Check each line of the listing for the word "assignment" and report the ones that have it.

◆ ◆ ◆ ◆ ◆

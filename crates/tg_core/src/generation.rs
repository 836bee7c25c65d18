//! End-to-end team generation pipeline.
//!
//! One call in, one result out: resolve names, form affinity groups, place
//! constraint units, optionally balance skill, collect stats. No global
//! state; concurrent invocations must not share Player/Team values.

use std::time::Instant;

use rand::SeedableRng;
use rand_chacha::ChaCha8Rng;
use tracing::info;

use crate::assignment::{build_units, AssignMode, ConstraintAssigner};
use crate::avoid::AvoidSet;
use crate::balance::{BalanceReport, BalancerConfig, SkillBalancer};
use crate::grouping::{
    self, ClassifiedRequest, ConflictKind, DroppedRequest, NearMiss, RequestConflict,
    ResolutionWarning,
};
use crate::matching::NameResolver;
use crate::models::{LeagueConfig, Player, PlayerGroup, Team};
use crate::stats::{collect_stats, GenerationStats};

#[derive(Debug, Clone, Copy, PartialEq)]
pub struct GenerationOptions {
    pub mode: AssignMode,
    /// Seed for reproducible runs; entropy-seeded when unset.
    pub seed: Option<u64>,
    /// Whether to run the skill balancer after balanced-mode assignment.
    pub balance: bool,
    pub balancer: BalancerConfig,
}

impl Default for GenerationOptions {
    fn default() -> Self {
        Self {
            mode: AssignMode::Balanced,
            seed: None,
            balance: true,
            balancer: BalancerConfig::default(),
        }
    }
}

/// Everything surfaced for explanation, none of it blocking.
#[derive(Debug, Clone, Default)]
pub struct GenerationDiagnostics {
    pub dropped: Vec<DroppedRequest>,
    pub warnings: Vec<ResolutionWarning>,
    pub conflicts: Vec<RequestConflict>,
    pub near_misses: Vec<NearMiss>,
    pub outcomes: Vec<ClassifiedRequest>,
    pub balance: Option<BalanceReport>,
}

#[derive(Debug, Clone)]
pub struct GenerationResult {
    pub teams: Vec<Team>,
    pub unassigned: Vec<Player>,
    pub groups: Vec<PlayerGroup>,
    pub diagnostics: GenerationDiagnostics,
    pub stats: GenerationStats,
}

/// Generate teams for a roster under the given config.
///
/// `custom_groups` are caller-side explicit groups placed before any
/// formed mutual groups. Degenerate inputs (empty roster, zero target
/// teams) yield empty results, never errors.
pub fn generate_teams(
    players: &[Player],
    config: &LeagueConfig,
    custom_groups: &[PlayerGroup],
    options: &GenerationOptions,
) -> GenerationResult {
    let started = Instant::now();
    info!(roster = players.len(), mode = %options.mode, "generating teams");

    let mut resolver = NameResolver::new();
    let avoid = AvoidSet::build(players, &mut resolver);
    let formation = grouping::form_groups(players, &avoid, &mut resolver);

    let units = build_units(&formation.players, custom_groups, &formation.groups);
    let mut rng = match options.seed {
        Some(seed) => ChaCha8Rng::seed_from_u64(seed),
        None => ChaCha8Rng::from_entropy(),
    };
    let assigner = ConstraintAssigner::new(config, &avoid);
    let mut outcome = assigner.assign(&formation.players, &units, options.mode, &mut rng);

    let balance = if options.mode == AssignMode::Balanced && options.balance {
        Some(SkillBalancer::new(options.balancer).balance(&mut outcome.teams, config, &avoid))
    } else {
        None
    };

    let conflicts_detected = formation
        .conflicts
        .iter()
        .filter(|c| c.kind == ConflictKind::AvoidVsRequest)
        .count();
    let stats = collect_stats(
        &formation.players,
        &outcome.teams,
        &outcome.unassigned,
        conflicts_detected,
        &avoid,
        &mut resolver,
        started.elapsed(),
    );

    info!(
        teams = outcome.teams.len(),
        assigned = stats.assigned_players,
        unassigned = stats.unassigned_players,
        duration_ms = stats.duration_ms,
        "generation complete"
    );
    GenerationResult {
        teams: outcome.teams,
        unassigned: outcome.unassigned,
        groups: formation.groups,
        diagnostics: GenerationDiagnostics {
            dropped: formation.dropped,
            warnings: formation.warnings,
            conflicts: formation.conflicts,
            near_misses: formation.near_misses,
            outcomes: formation.outcomes,
            balance,
        },
        stats,
    }
}

#[cfg(test)]
mod tests {
    use super::*;
    use crate::models::Gender;
    use proptest::prelude::*;
    use uuid::Uuid;

    fn player(name: &str, skill: f32) -> Player {
        Player::new(name, Gender::Other, skill)
    }

    fn seeded() -> GenerationOptions {
        GenerationOptions { seed: Some(42), ..GenerationOptions::default() }
    }

    fn team_of(result: &GenerationResult, id: Uuid) -> Option<Uuid> {
        result.teams.iter().find(|t| t.contains(id)).map(|t| t.id)
    }

    #[test]
    fn test_mutual_pair_lands_together() {
        // 4 players, A and B mutually request each other, 2 teams of 2.
        let mut a = player("Ana Diaz", 5.0);
        let mut b = player("Ben Ko", 5.0);
        a.teammate_requests = vec!["Ben Ko".to_string()];
        b.teammate_requests = vec!["Ana Diaz".to_string()];
        let roster = vec![a.clone(), b.clone(), player("Cai Wu", 5.0), player("Dee Fox", 5.0)];

        let config =
            LeagueConfig { max_team_size: 2, target_teams: Some(2), ..LeagueConfig::default() };
        let result = generate_teams(&roster, &config, &[], &seeded());

        assert_eq!(result.teams.len(), 2);
        assert!(result.unassigned.is_empty());
        assert_eq!(team_of(&result, a.id), team_of(&result, b.id));
        assert!(team_of(&result, a.id).is_some());
    }

    #[test]
    fn test_custom_group_of_three_keeps_a_team() {
        let roster: Vec<Player> = (0..12).map(|i| player(&format!("P {i}"), 5.0)).collect();
        let trio: Vec<Uuid> = roster[..3].iter().map(|p| p.id).collect();
        let custom = PlayerGroup::new(0, trio.clone());

        let config =
            LeagueConfig { max_team_size: 4, target_teams: Some(3), ..LeagueConfig::default() };
        let result = generate_teams(&roster, &config, &[custom], &seeded());

        let homes: Vec<Option<Uuid>> =
            trio.iter().map(|&id| team_of(&result, id)).collect();
        assert!(homes.iter().all(|h| h.is_some()), "no group member may be unassigned");
        assert!(homes.windows(2).all(|w| w[0] == w[1]));

        let group_team =
            result.teams.iter().find(|t| t.contains(trio[0])).unwrap();
        assert!(group_team.len() <= 4, "group of 3 takes at most 1 extra player");
    }

    #[test]
    fn test_manual_mode_yields_empty_shells() {
        let mut roster: Vec<Player> =
            (0..10).map(|i| player(&format!("P {i}"), 5.0)).collect();
        // Even a mutual pair stays unassigned in manual mode.
        roster[0].teammate_requests = vec!["P 1".to_string()];
        roster[1].teammate_requests = vec!["P 0".to_string()];

        let config = LeagueConfig { target_teams: Some(3), ..LeagueConfig::default() };
        let options = GenerationOptions { mode: AssignMode::Manual, ..seeded() };
        let result = generate_teams(&roster, &config, &[], &options);

        assert_eq!(result.teams.len(), 3);
        assert!(result.teams.iter().all(Team::is_empty));
        assert_eq!(result.unassigned.len(), 10);
        assert_eq!(result.groups.len(), 1);
    }

    #[test]
    fn test_empty_roster_yields_empty_result() {
        let result =
            generate_teams(&[], &LeagueConfig::default(), &[], &seeded());
        assert!(result.teams.is_empty());
        assert!(result.unassigned.is_empty());
        assert_eq!(result.stats, GenerationStats::default());
    }

    #[test]
    fn test_zero_target_teams_unassigns_everyone() {
        let roster: Vec<Player> = (0..4).map(|i| player(&format!("P {i}"), 5.0)).collect();
        let config = LeagueConfig { target_teams: Some(0), ..LeagueConfig::default() };
        let result = generate_teams(&roster, &config, &[], &seeded());

        assert!(result.teams.is_empty());
        assert_eq!(result.unassigned.len(), 4);
    }

    #[test]
    fn test_same_seed_reproduces_randomized_run() {
        let roster: Vec<Player> =
            (0..9).map(|i| player(&format!("P {i}"), i as f32)).collect();
        let config =
            LeagueConfig { max_team_size: 3, target_teams: Some(3), ..LeagueConfig::default() };
        let options =
            GenerationOptions { mode: AssignMode::Randomized, ..seeded() };

        let first = generate_teams(&roster, &config, &[], &options);
        let second = generate_teams(&roster, &config, &[], &options);

        let rosters = |r: &GenerationResult| -> Vec<Vec<String>> {
            r.teams
                .iter()
                .map(|t| t.players.iter().map(|p| p.name.clone()).collect())
                .collect()
        };
        assert_eq!(rosters(&first), rosters(&second));
    }

    #[test]
    fn test_stats_stay_consistent_with_result() {
        let mut a = player("Ana Diaz", 2.0);
        let mut b = player("Ben Ko", 9.0);
        a.teammate_requests = vec!["Ben Ko".to_string()];
        b.teammate_requests = vec!["Ana Diaz".to_string()];
        let roster =
            vec![a, b, player("Cai Wu", 5.0), player("Dee Fox", 6.0)];
        let config =
            LeagueConfig { max_team_size: 2, target_teams: Some(2), ..LeagueConfig::default() };

        let result = generate_teams(&roster, &config, &[], &seeded());
        let placed: usize = result.teams.iter().map(Team::len).sum();
        assert_eq!(result.stats.assigned_players, placed);
        assert_eq!(result.stats.unassigned_players, result.unassigned.len());
        assert_eq!(result.stats.total_players, 4);
        assert_eq!(result.stats.must_have_honored, 2);
        assert_eq!(result.stats.avoid_violations, 0);
    }

    fn build_roster(
        count: usize,
        mutual: &[(usize, usize)],
        avoids: &[(usize, usize)],
    ) -> Vec<Player> {
        let mut players: Vec<Player> = (0..count)
            .map(|i| {
                let gender = match i % 3 {
                    0 => Gender::Female,
                    1 => Gender::Male,
                    _ => Gender::Other,
                };
                let mut p = Player::new(format!("Player {i}"), gender, (i % 10) as f32);
                p.is_handler = i % 4 == 0;
                p
            })
            .collect();
        for &(a, b) in mutual {
            let (a, b) = (a % count, b % count);
            if a != b {
                let name_a = players[a].name.clone();
                let name_b = players[b].name.clone();
                players[a].teammate_requests.push(name_b);
                players[b].teammate_requests.push(name_a);
            }
        }
        for &(a, b) in avoids {
            let (a, b) = (a % count, b % count);
            if a != b {
                let name_b = players[b].name.clone();
                players[a].avoid_requests.push(name_b);
            }
        }
        players
    }

    proptest! {
        #![proptest_config(ProptestConfig::with_cases(48))]

        #[test]
        fn prop_generation_invariants(
            count in 2usize..28,
            mutual in proptest::collection::vec((0usize..28, 0usize..28), 0..10),
            avoids in proptest::collection::vec((0usize..28, 0usize..28), 0..6),
            seed in any::<u64>(),
        ) {
            let roster = build_roster(count, &mutual, &avoids);
            let config = LeagueConfig {
                max_team_size: 4,
                ..LeagueConfig::default()
            };
            let options =
                GenerationOptions { seed: Some(seed), ..GenerationOptions::default() };
            let result = generate_teams(&roster, &config, &[], &options);

            // Capacity invariant.
            for team in &result.teams {
                prop_assert!(team.len() <= config.max_team_size);
            }

            // Cap invariant: formed groups are always 2..=4 strong.
            for group in &result.groups {
                prop_assert!(group.len() > 1 && group.len() <= 4);
            }

            // Conservation: every player is placed or unassigned, never both.
            let placed: usize = result.teams.iter().map(Team::len).sum();
            prop_assert_eq!(placed + result.unassigned.len(), count);

            // No-avoid invariant, post-balance.
            let mut resolver = NameResolver::new();
            let avoid = AvoidSet::build(&roster, &mut resolver);
            for team in &result.teams {
                for (i, a) in team.players.iter().enumerate() {
                    for b in &team.players[i + 1..] {
                        prop_assert!(!avoid.blocks(a.id, b.id));
                    }
                }
            }
            prop_assert_eq!(result.stats.avoid_violations, 0);

            // Group atomicity: same team for all members, or all unassigned.
            for group in &result.groups {
                let homes: Vec<Option<Uuid>> = group
                    .player_ids
                    .iter()
                    .map(|&id| {
                        result.teams.iter().find(|t| t.contains(id)).map(|t| t.id)
                    })
                    .collect();
                prop_assert!(homes.windows(2).all(|w| w[0] == w[1]));
            }
        }
    }
}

◆ ◆ ◆ ◆ ◆

Written solution:
use crate::assignment::{build_units, AssignMode, ConstraintAssigner};
    /// Whether to run the skill balancer after balanced-mode assignment.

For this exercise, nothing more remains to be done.